Yeghishe Tourian (also Turian; Եղիշէ Դուրեան; 23 February 1860 – 27 April 1930) was Armenian Patriarch of Jerusalem from 1921 to 1929. He took over the position after the patriarchate position remained vacant for 11 years (1910–1921).

==Biography==
Born in Üsküdar on the Asia side of the Bosporus as Mihran Tourian, he was the younger brother of Armenian poet and playwright Bedros Tourian. He was a staunch believer in education. In Constantinople, he published a series of textbooks for the teaching of Armenian (Ընթացք ի գրոց բարբառ), with first volume in 1880 and second volume in 1883, Select Sayings of Noted Foreigners (Ընտիր ասացվածք օտարազգի նշանավոր անձանց, 1882), History of Armenian Literature (Պատմություն հայ մատենագրության, 1885). In 1909 he published his poems, and regularly contributed to Armenian Studies in various publication under the nom de plume Hovvakan Sring ('Pastoral Reed').

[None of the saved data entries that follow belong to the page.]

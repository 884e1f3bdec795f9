use std::{collections::HashSet, fmt::Debug};

use chrono::NaiveDate;
use log::*;

use crate::{
    api::{
        assignment_objects::{DeliveryAssignment, RepairError, RepairReport},
        require_role,
    },
    db_types::{Actor, DeliveryPartnerOrder, FulfillmentStatus, Order, OrderPickup, Role, SectorAssignment},
    events::{DeliveryAssignedEvent, EventProducers, ItemStatusChangedEvent},
    traits::{FulfillmentDatabase, FulfillmentError},
};

/// `AssignmentApi` links orders to delivery partners.
///
/// An assignment consists of one `DeliveryPartnerOrder` per order and one `OrderPickup` per vendor in that order.
/// Both are created by idempotent upserts keyed on their natural identity, so every method here can be repeated, and
/// can race with itself, without producing duplicates.
pub struct AssignmentApi<B> {
    db: B,
    producers: EventProducers,
}

impl<B> Debug for AssignmentApi<B> {
    fn fmt(&self, f: &mut std::fmt::Formatter<'_>) -> std::fmt::Result {
        write!(f, "AssignmentApi")
    }
}

impl<B> AssignmentApi<B> {
    pub fn new(db: B, producers: EventProducers) -> Self {
        Self { db, producers }
    }
}

impl<B> AssignmentApi<B>
where B: FulfillmentDatabase
{
    /// Returns the order's assignment to `partner_id`, creating it if needed. The flag is true if it was created.
    pub async fn ensure_assignment(
        &self,
        order_id: i64,
        partner_id: i64,
    ) -> Result<(DeliveryPartnerOrder, bool), FulfillmentError> {
        self.fetch_assignable_order(order_id).await?;
        self.db.ensure_assignment(order_id, partner_id).await
    }

    /// Returns the order's pickup records for `partner_id`, creating any that are missing, and how many were created.
    pub async fn ensure_pickup_records(
        &self,
        order_id: i64,
        partner_id: i64,
    ) -> Result<(Vec<OrderPickup>, usize), FulfillmentError> {
        self.fetch_assignable_order(order_id).await?;
        self.db.ensure_pickup_records(order_id, partner_id).await
    }

    /// Assigns the order to a delivery partner and hands every packed item over to them.
    ///
    /// Admins may assign any partner. A delivery partner may only assign themselves. Assigning the same partner again
    /// is a no-op; assigning a different partner to an order that already has one is a `Conflict`.
    pub async fn assign_delivery(
        &self,
        actor: &Actor,
        order_id: i64,
        partner_id: i64,
    ) -> Result<DeliveryAssignment, FulfillmentError> {
        require_role(actor, &[Role::Admin, Role::DeliveryPartner])?;
        if actor.role == Role::DeliveryPartner && actor.id != partner_id {
            return Err(FulfillmentError::NotAuthorized("Delivery partners can only assign orders to themselves".into()));
        }
        self.fetch_assignable_order(order_id).await?;
        let packed = self
            .db
            .fetch_order_items(order_id)
            .await?
            .into_iter()
            .filter(|i| i.item_status == FulfillmentStatus::Packed)
            .map(|i| i.id)
            .collect::<HashSet<_>>();
        let (assignment, pickups) = self.db.assign_delivery(order_id, partner_id).await?;
        info!("🚚️ Order {order_id} assigned to delivery partner {partner_id} with {} pickups", pickups.len());
        if !packed.is_empty() {
            let handed_over = self
                .db
                .fetch_order_items(order_id)
                .await?
                .into_iter()
                .filter(|i| packed.contains(&i.id) && i.item_status == FulfillmentStatus::AssignedToDelivery);
            for item in handed_over {
                let event = ItemStatusChangedEvent::new(item, FulfillmentStatus::Packed, Some(*actor));
                self.producers.publish_item_status_changed(event).await;
            }
        }
        let event = DeliveryAssignedEvent::new(assignment.clone(), pickups.clone());
        self.producers.publish_delivery_assigned(event).await;
        Ok(DeliveryAssignment { assignment, pickups })
    }

    /// The batch self-healing pass.
    ///
    /// For every active roster entry of `date`, makes sure every live order booked into the sector that day has an
    /// assignment and its pickup records. Orders that already have a partner keep them; otherwise the rostered
    /// partner is used. Failures are collected per order and never abort the pass.
    pub async fn repair_day(&self, date: NaiveDate) -> Result<RepairReport, FulfillmentError> {
        let roster = self.db.fetch_sector_assignments(date).await?;
        let mut report = RepairReport::new(date);
        let mut seen = HashSet::new();
        for entry in roster.iter().filter(|r| r.is_active) {
            report.assignments_checked += 1;
            let orders = match self.db.fetch_orders_for_sector_date(entry.sector_id, date).await {
                Ok(orders) => orders,
                Err(e) => {
                    warn!("🚚️ Could not load the orders of sector {} on {date}. {e}", entry.sector_id);
                    continue;
                },
            };
            for order in orders {
                if !seen.insert(order.id) {
                    continue;
                }
                report.orders_checked += 1;
                if let Err(e) = self.repair_order(&order, entry.delivery_partner_id, &mut report).await {
                    warn!("🚚️ Could not repair the assignment of order {}. {e}", order.order_number);
                    report.errors.push(RepairError { order_id: order.id, message: e.to_string() });
                }
            }
        }
        if report.is_clean() {
            debug!("🚚️ Assignments for {date} are consistent. {} orders checked", report.orders_checked);
        } else {
            info!(
                "🚚️ Repair of {date}: {} assignments and {} pickups created, {} orders linked, {} errors",
                report.assignments_created,
                report.pickups_created,
                report.orders_linked,
                report.errors.len()
            );
        }
        Ok(report)
    }

    async fn repair_order(
        &self,
        order: &Order,
        rostered_partner: i64,
        report: &mut RepairReport,
    ) -> Result<(), FulfillmentError> {
        let partner_id = match self.db.fetch_assignment_for_order(order.id).await? {
            Some(existing) => existing.delivery_partner_id,
            None => rostered_partner,
        };
        let (_, created) = self.db.ensure_assignment(order.id, partner_id).await?;
        if created {
            report.assignments_created += 1;
        }
        if order.delivery_partner_id.is_none() {
            report.orders_linked += 1;
        }
        let (_, pickups_created) = self.db.ensure_pickup_records(order.id, partner_id).await?;
        report.pickups_created += pickups_created;
        Ok(())
    }

    /// Puts a delivery partner on the roster for a sector and date. Admin only.
    pub async fn assign_sector(
        &self,
        actor: &Actor,
        sector_id: i64,
        partner_id: i64,
        date: NaiveDate,
    ) -> Result<SectorAssignment, FulfillmentError> {
        require_role(actor, &[Role::Admin])?;
        self.db.fetch_sector(sector_id).await?.ok_or_else(|| FulfillmentError::NotFound(format!("Sector {sector_id}")))?;
        let entry = self.db.upsert_sector_assignment(sector_id, partner_id, date).await?;
        info!("🚚️ Delivery partner {partner_id} rostered on sector {sector_id} for {date}");
        Ok(entry)
    }

    pub async fn sector_assignments(&self, date: NaiveDate) -> Result<Vec<SectorAssignment>, FulfillmentError> {
        self.db.fetch_sector_assignments(date).await
    }

    /// Only orders a vendor has confirmed, and that are not fully cancelled, can be assigned.
    async fn fetch_assignable_order(&self, order_id: i64) -> Result<Order, FulfillmentError> {
        let order =
            self.db.fetch_order(order_id).await?.ok_or_else(|| FulfillmentError::NotFound(format!("Order {order_id}")))?;
        match order.order_status {
            FulfillmentStatus::Cancelled => {
                Err(FulfillmentError::InvalidTransition(format!("Order {} is cancelled", order.order_number)))
            },
            FulfillmentStatus::Pending => Err(FulfillmentError::InvalidTransition(format!(
                "Order {} has not been confirmed by its vendors yet",
                order.order_number
            ))),
            _ => Ok(order),
        }
    }
}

He was the Armenian Patriarch of Constantinople from 1909–10. He later moved to Jerusalem where he was consecrated as Patriarch. He engaged in vast educational reform and in 1925, established a unified elementary school to accommodate the growing number of children in the community. He also modernized the curriculum of the Armenian Seminary and acquiring highly qualified instructors from the cadre of talented teachers and educators who had come to Jerusalem as refugees after the Armenian genocide. In 1929, the unified elementary school officially opened its doors. By consolidating disparate locations, including the St. Gayane Girls' School, this new elementary school became the primary Armenian co-educational institution in the Holy Land and was renamed the School of the Holy Translators (in Armenian Srbots Targmanchats Varzharan).

Starting 1927, he resumed the publication of Sion, the official organ of the Patriarchate of Jerusalem. His collections and writings were published in Jerusalem in a multi-volume series by "Matenashar Tourian" dedicated to his name. It also contained some of his poems under the title Holy Lyre (Srpazan Knar).

He was appointed honorary Knight Commander of the Order of the British Empire (KBE) in the British 1930 New Year Honours.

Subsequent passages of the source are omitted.